Table 4 lists the accuracy results of NASDAQ between Euclidean + SVM, Manhattan + SVM, Linear + SVM, and Weitendorf’s linear + SVM for predicting two class labels, namely, up or down for the test dataset.

Table 4 Accuracy results for NASDAQ between Euclidean + SVM, Manhattan + SVM, Linear + SVM, and Weitendorf’s linear + SVM

From Table 4, we can see that the prediction efficiency of SVM varies when different input data standardization techniques are applied. We can also see that the prediction accuracy of SVM based on Manhattan data standardization is better as compared to Euclidean + SVM, Linear + SVM, and Weitendorf’s linear + SVM. Thus, we can say that the prediction accuracy is dependent on the normalization technique implemented for the input data along with other parameters like parameter tuning in the machine learning technique used, etc. As we know, normalization is a scaling procedure to scale input information to fall inside a little indicated range. Thus, when variables with disparate ranges or varying precision acquire different driving values, they may influence the final outcome. Thus, applying same normalization technique on different types of datasets along with the same data mining technique may have different outputs. Similarly, application of different types of normalization techniques on a single dataset may also have different outcomes due to the characteristics of the underlying dataset.

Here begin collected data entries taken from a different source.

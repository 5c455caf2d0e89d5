//! Notifications about changes to the canonical sidechain DB state.
//!
//! Events are informational only. Nothing in consensus depends on whether anyone listens.

use std::fmt;

use scdb_primitives::{
    hashes::{ScdbHash, WtPrimeHash},
    scripts::commitments::BundleProposal,
    types::{BlockHeight, SidechainIdx},
};
use serde::Serialize;

use crate::state::CandidateSource;

/// Something that happened to the canonical state.
#[derive(Debug, Clone, PartialEq, Eq, Serialize)]
#[serde(tag = "event", rename_all = "snake_case")]
pub enum ScdbEvent {
    /// A height was reconciled and its state is now canonical.
    Reconciled {
        /// The reconciled height.
        height: BlockHeight,
        /// The commitment of the new state.
        hash: ScdbHash,
        /// The packages the new state was built from.
        source: CandidateSource,
        /// The bundles that expired in the transition.
        expired: Vec<(SidechainIdx, WtPrimeHash)>,
    },

    /// No candidate reproduced a block's commitment.
    Stalled {
        /// The height that could not be reconciled.
        height: BlockHeight,
        /// The commitment carried by the block.
        expected: ScdbHash,
        /// The number of candidates that were tried.
        candidates_tried: usize,
        /// How many times this height has failed so far.
        attempt: u32,
    },

    /// The verification period of some sidechains ended.
    PeriodBoundary {
        /// The height of the boundary block.
        height: BlockHeight,
        /// The sidechains whose records were dropped.
        cleared: Vec<SidechainIdx>,
        /// The proposals that start the next period.
        seeded: Vec<BundleProposal>,
    },

    /// The state was wiped.
    Reset,
}

impl fmt::Display for ScdbEvent {
    fn fmt(&self, f: &mut fmt::Formatter<'_>) -> fmt::Result {
        match self {
            ScdbEvent::Reconciled {
                height,
                source,
                expired,
                ..
            } => write!(
                f,
                "Reconciled height {height} from {source} ({} expired)",
                expired.len()
            ),
            ScdbEvent::Stalled {
                height, attempt, ..
            } => write!(f, "Stalled at height {height} (attempt {attempt})"),
            ScdbEvent::PeriodBoundary {
                height,
                cleared,
                seeded,
            } => write!(
                f,
                "PeriodBoundary at height {height} ({} cleared, {} seeded)",
                cleared.len(),
                seeded.len()
            ),
            ScdbEvent::Reset => write!(f, "Reset"),
        }
    }
}
//! Reconciliation of buffered update packages against block commitments.
//!
//! Blocks only carry the hash of the next sidechain DB state. To learn that state, a node replays
//! the buffered packages for the block's height on top of its canonical state and keeps the first
//! candidate whose hash matches. Every candidate is built the same way:
//!
//! 1. merge the selected packages' messages in arrival order, the last score per bundle wins;
//! 2. apply the scores by ascending `(sidechain, wt^)`;
//! 3. advance every countdown by one block;
//! 4. drop the bundles whose window ended without passing.

pub mod buffer;
pub mod candidates;

use scdb_params::prelude::ScdbParams;
use scdb_primitives::{
    hashes::ScdbHash,
    types::BlockHeight,
    update::{reduce, UpdatePackage},
};
use tracing::{debug, trace};

use crate::{
    hasher::scdb_hash,
    state::{CandidateSource, CandidateState, SidechainDbState},
};

/// The result of a search that found no matching candidate.
#[derive(Debug, Clone, Copy, PartialEq, Eq)]
pub struct Unmatched {
    /// The number of candidates that were built and hashed.
    pub candidates_tried: usize,
}

/// Builds the candidate state that `source` describes on top of `base`.
///
/// Messages for unregistered sidechains are skipped.
pub fn build_candidate(
    base: &SidechainDbState,
    height: BlockHeight,
    packages: &[UpdatePackage],
    source: CandidateSource,
    params: &ScdbParams,
) -> CandidateState {
    let selected: &[usize] = match &source {
        CandidateSource::NoUpdate => &[],
        CandidateSource::Package(idx) => std::slice::from_ref(idx),
        CandidateSource::Combination(indices) => indices,
    };

    let updates = reduce(
        selected
            .iter()
            .filter_map(|idx| packages.get(*idx))
            .flat_map(|package| package.updates.iter()),
    );

    let mut state = base.clone();
    for ((sidechain, wt_prime), score) in updates {
        let Some(sidechain) = params.sidechain(sidechain) else {
            trace!(%sidechain, %wt_prime, "skipping update for unregistered sidechain");
            continue;
        };

        state.apply_score(sidechain, wt_prime, score);
    }

    state.tick();
    let expired = state.expire_zeroed(&params.sidechains);
    let hash = scdb_hash(&state);

    CandidateState {
        height,
        state,
        hash,
        source,
        expired,
    }
}

/// Finds the first candidate for `height` whose commitment is `expected`.
pub fn search(
    base: &SidechainDbState,
    height: BlockHeight,
    expected: &ScdbHash,
    packages: &[UpdatePackage],
    params: &ScdbParams,
) -> Result<CandidateState, Unmatched> {
    let mut candidates_tried = 0;

    for source in candidates::candidate_sources(packages.len(), params.max_combination_size) {
        let candidate = build_candidate(base, height, packages, source, params);
        candidates_tried += 1;

        if candidate.hash == *expected {
            debug!(
                %height,
                source = %candidate.source,
                %candidates_tried,
                "found matching candidate"
            );
            return Ok(candidate);
        }

        trace!(
            %height,
            source = %candidate.source,
            hash = %candidate.hash,
            "candidate does not match"
        );
    }

    Err(Unmatched { candidates_tried })
}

Figure 1 shows and compares the results obtained for different techniques in Table 4.

Fig. 1
figure 1

Comparison results for NASDAQ between Euclidean + SVM, Manhattan + SVM, Linear + SVM, and Weitendorf’s linear + SVM

Table 5 lists the accuracy results for S & P 500 between Euclidean + SVM, Manhattan + SVM, Linear + SVM, and Weitendorf’s linear + SVM for predicting two class labels, namely, up or down for the test dataset.

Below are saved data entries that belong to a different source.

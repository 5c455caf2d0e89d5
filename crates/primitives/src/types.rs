pub use scdb_params::types::SidechainIdx;

/// Height of a block in the main chain.
pub type BlockHeight = u64;

/// The accumulated approval counter of a withdrawal bundle.
///
/// Bounded by the verification period of the bundle's sidechain.
pub type Workscore = u16;

/// The number of blocks remaining in a withdrawal bundle's verification window.
pub type BlocksLeft = u16;

/// The size in bytes of a sidechain deposit's destination identity (a `HASH160` of a public key).
pub const DESTINATION_SIZE: usize = 20;
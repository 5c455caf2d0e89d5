//! This crate contains general types, traits and pure functions that need to be shared across
//! the sidechain DB crates.
//!
//! It holds the wire-level shapes (bundle hashes, update messages and packages) and the parsers
//! for the output scripts that feed the sidechain DB: deposits, commitments and bundle proposals.
//! Apart from the params, it does not depend on any other crate in this workspace.

pub mod errors;
pub mod hashes;
pub mod scripts;
pub mod subscription;
pub mod types;
pub mod update;

#[cfg(test)]
mod test_utils;
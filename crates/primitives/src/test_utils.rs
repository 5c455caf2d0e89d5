//! Test utilities for the primitives.
//!
//! These are not taken from the `test-utils` crate so that the primitives crate stays free of any
//! dependency on the rest of the workspace.

use bitcoin::{
    hashes::Hash,
    key::rand::{rngs::OsRng, Rng},
    PubkeyHash,
};

use crate::hashes::WtPrimeHash;

fn random_bytes<const N: usize>() -> [u8; N] {
    let mut bytes = [0u8; N];
    OsRng.fill(&mut bytes[..]);

    bytes
}

/// Generates a random withdrawal bundle hash.
pub(crate) fn generate_wt_prime() -> WtPrimeHash {
    WtPrimeHash::from_byte_array(random_bytes())
}

/// Generates a random deposit destination.
pub(crate) fn generate_destination() -> PubkeyHash {
    PubkeyHash::from_byte_array(random_bytes())
}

Table 5 Accuracy results for S & P 500 between Euclidean + SVM, Manhattan + SVM, Linear + SVM, and Weitendorf’s linear + SVM

From Table 5, we can see that the prediction efficiency of SVM varies when different input data standardization techniques are applied. We can also see that the prediction accuracy of SVM based on linear data standardization is better compared to Euclidean + SVM, Manhattan + SVM, and Weitendorf’s linear + SVM. Thus, as seen from Tables 4 and 5, we can say that application of different types of normalization techniques on a single dataset may have different outcomes due to the characteristics of the underlying dataset. Accordingly, we can say that the prediction accuracy is dependent on the normalization technique implemented for the input data along with other parameters. Figure 2 shows and compares the results obtained for different techniques in Table 5.

Fig. 2
figure 2

Comparison results for S & P 500 between Euclidean + SVM, Manhattan + SVM, Linear + SVM, and Weitendorf’s linear + SVM

From our analysis, we find that application of same normalization technique to different datasets may give different levels of results. Thus, the prediction error evaluation results vary from one dataset to another.

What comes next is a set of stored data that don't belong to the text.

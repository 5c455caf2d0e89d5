//! Thread-safe access to the sidechain DB.

use std::sync::Arc;

use bitcoin::TxOut;
use parking_lot::{Mutex, RwLock, RwLockUpgradableReadGuard, RwLockWriteGuard};
use scdb_params::prelude::{ScdbParams, SidechainIdx};
use scdb_primitives::{
    hashes::{ScdbHash, WtPrimeHash},
    scripts::commitments::{find_bundle_proposals, find_scdb_commitment},
    subscription::{Broadcaster, Subscription},
    types::BlockHeight,
    update::UpdatePackage,
};
use tracing::{debug, warn};

use crate::{
    errors::ScdbResult,
    events::ScdbEvent,
    machine::ScdbSM,
    reconciler::buffer::{BufferOutcome, UpdateBuffer},
    state::SidechainDbState,
};

/// What connecting a block did to the sidechain DB.
#[derive(Debug, Clone, PartialEq, Eq)]
pub struct BlockOutcome {
    /// The commitment carried by the block, if any.
    pub commitment: Option<ScdbHash>,

    /// The events the block caused, in order.
    pub events: Vec<ScdbEvent>,
}

/// A shareable sidechain DB.
///
/// A single writer reconciles while any number of readers query the canonical state. Building
/// candidates only needs an upgradable read lock, so readers are blocked just for the swap at the
/// end. Update packages are buffered under their own lock and never touch the canonical state.
///
/// Locks are always taken in the order machine, buffer, subscribers.
#[derive(Debug)]
pub struct Scdb {
    machine: RwLock<ScdbSM>,
    buffer: Mutex<UpdateBuffer>,
    subscribers: Mutex<Broadcaster<ScdbEvent>>,
}

impl Scdb {
    /// Creates an empty sidechain DB after validating `params`.
    pub fn new(params: ScdbParams) -> ScdbResult<Self> {
        params.validate()?;
        let buffer = UpdateBuffer::new(params.max_packages_per_height, params.max_buffered_heights);

        Ok(Self {
            machine: RwLock::new(ScdbSM::new(Arc::new(params))),
            buffer: Mutex::new(buffer),
            subscribers: Mutex::new(Broadcaster::default()),
        })
    }

    /// Buffers an update package until the block at its height arrives.
    ///
    /// Packages more than `max_buffered_heights` ahead of the tip are refused.
    pub fn add_update_package(&self, package: UpdatePackage) -> BufferOutcome {
        let machine = self.machine.read();

        if let Some(tip) = machine.tip() {
            if package.height <= tip {
                debug!(height = %package.height, "dropping update package for reconciled height");
                return BufferOutcome::Stale;
            }

            if package.height - tip > machine.params().max_buffered_heights {
                debug!(height = %package.height, %tip, "dropping update package too far ahead");
                return BufferOutcome::TooFar;
            }
        }

        let unknown = package
            .updates
            .iter()
            .filter(|msg| machine.params().sidechain(msg.sidechain).is_none())
            .count();
        if unknown > 0 {
            warn!(
                height = %package.height,
                %unknown,
                "update package targets unregistered sidechains"
            );
        }

        let height = package.height;
        let outcome = self.buffer.lock().add(package);
        match outcome {
            BufferOutcome::Replaced => {
                warn!(%height, "update buffer full at height, dropped the oldest package")
            }
            _ => debug!(%height, ?outcome, "received update package"),
        }

        outcome
    }

    /// Reconciles the block at `height` that commits to `commitment`.
    ///
    /// On success the reconciled state becomes canonical and its hash is returned. On a stall the
    /// canonical state is unchanged and the packages stay buffered for a later retry.
    pub fn reconcile(&self, height: BlockHeight, commitment: ScdbHash) -> ScdbResult<ScdbHash> {
        let machine = self.machine.upgradable_read();
        let (machine, events) = self.reconcile_locked(machine, height, commitment)?;
        let hash = machine.scdb_hash();
        drop(machine);

        self.publish(events);

        Ok(hash)
    }

    /// Processes a connected block given its coinbase outputs.
    ///
    /// The sidechain DB commitment is reconciled if present, then the period boundary of `height`
    /// is applied, seeding the next period from the block's bundle proposals.
    pub fn connect_block(
        &self,
        height: BlockHeight,
        coinbase_outputs: &[TxOut],
    ) -> ScdbResult<BlockOutcome> {
        let machine = self.machine.upgradable_read();
        let commitment = find_scdb_commitment(coinbase_outputs, &machine.params().commitment_tag)?;

        let (mut machine, mut events) = match commitment {
            Some(commitment) => self.reconcile_locked(machine, height, commitment)?,
            None => {
                let mut machine = RwLockUpgradableReadGuard::upgrade(machine);
                machine.skip(height)?;
                self.buffer.lock().prune_through(height);
                (machine, Vec::new())
            }
        };

        let proposals =
            find_bundle_proposals(coinbase_outputs, &machine.params().bundle_commit_tag);
        events.extend(machine.period_boundary(height, &proposals)?);
        drop(machine);

        self.publish(events.clone());

        Ok(BlockOutcome { commitment, events })
    }

    /// Whether a bundle has reached its sidechain's workscore threshold.
    pub fn passes(&self, sidechain: SidechainIdx, wt_prime: &WtPrimeHash) -> bool {
        self.machine.read().passes(sidechain, wt_prime)
    }

    /// A snapshot of the canonical state.
    pub fn state(&self) -> SidechainDbState {
        self.machine.read().state().clone()
    }

    /// The commitment to the canonical state.
    pub fn scdb_hash(&self) -> ScdbHash {
        self.machine.read().scdb_hash()
    }

    /// The commitment a block at the next height must carry to include `package`.
    pub fn predict_commitment(&self, package: &UpdatePackage) -> ScdbHash {
        self.machine.read().predict(package).hash
    }

    /// The last reconciled height.
    pub fn tip(&self) -> Option<BlockHeight> {
        self.machine.read().tip()
    }

    /// The last processed height together with the commitment to the state at that height,
    /// read under a single lock.
    pub fn head(&self) -> (Option<BlockHeight>, ScdbHash) {
        let machine = self.machine.read();

        (machine.tip(), machine.scdb_hash())
    }

    /// The consensus params.
    pub fn params(&self) -> ScdbParams {
        self.machine.read().params().clone()
    }

    /// The number of buffered update packages.
    pub fn buffered_packages(&self) -> usize {
        self.buffer.lock().len()
    }

    /// Wipes the state and every buffered package.
    pub fn reset(&self) {
        let mut machine = self.machine.write();
        let event = machine.reset();
        self.buffer.lock().clear();
        drop(machine);

        self.publish([event]);
    }

    /// Subscribes to the events of this sidechain DB.
    pub fn subscribe(&self) -> Subscription<ScdbEvent> {
        self.subscribers.lock().subscribe()
    }

    /// Searches the buffered packages and commits the match, upgrading to a write lock only for
    /// the commit.
    ///
    /// Returns the write guard so that callers can keep processing the same block atomically.
    fn reconcile_locked<'a>(
        &self,
        machine: RwLockUpgradableReadGuard<'a, ScdbSM>,
        height: BlockHeight,
        commitment: ScdbHash,
    ) -> ScdbResult<(RwLockWriteGuard<'a, ScdbSM>, Vec<ScdbEvent>)> {
        let packages = self.buffer.lock().packages_at(height).to_vec();
        let found = machine.search(height, &commitment, &packages)?;

        let mut machine = RwLockUpgradableReadGuard::upgrade(machine);
        match found {
            Ok(candidate) => {
                let event = machine.commit(candidate)?;
                self.buffer.lock().prune_through(height);

                Ok((machine, vec![event]))
            }
            Err(unmatched) => {
                let err = machine.record_stall(height, commitment, unmatched);
                drop(machine);

                self.publish(err.stall_event());

                Err(err)
            }
        }
    }

    fn publish(&self, events: impl IntoIterator<Item = ScdbEvent>) {
        let mut subscribers = self.subscribers.lock();
        for event in events {
            subscribers.publish(event);
        }
    }
}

Normalization is used to scale input information to fall inside a little indicated range. There may be an influence on the final output when variables with disparate ranges or varying precision acquire different driving values. Thus, application of same normalization technique on different types of datasets using the same data mining technique may have different outputs. Similarly, application of different types of normalization techniques on a single dataset may also have different outcomes due to the characteristics of the underlying dataset.

Thus, the prediction accuracy results vary from one normalization technique to another. Different normalization techniques may give different prediction accuracy results for the same machine learning algorithm and dataset. Thus, the error accuracy results may also differ for different datasets.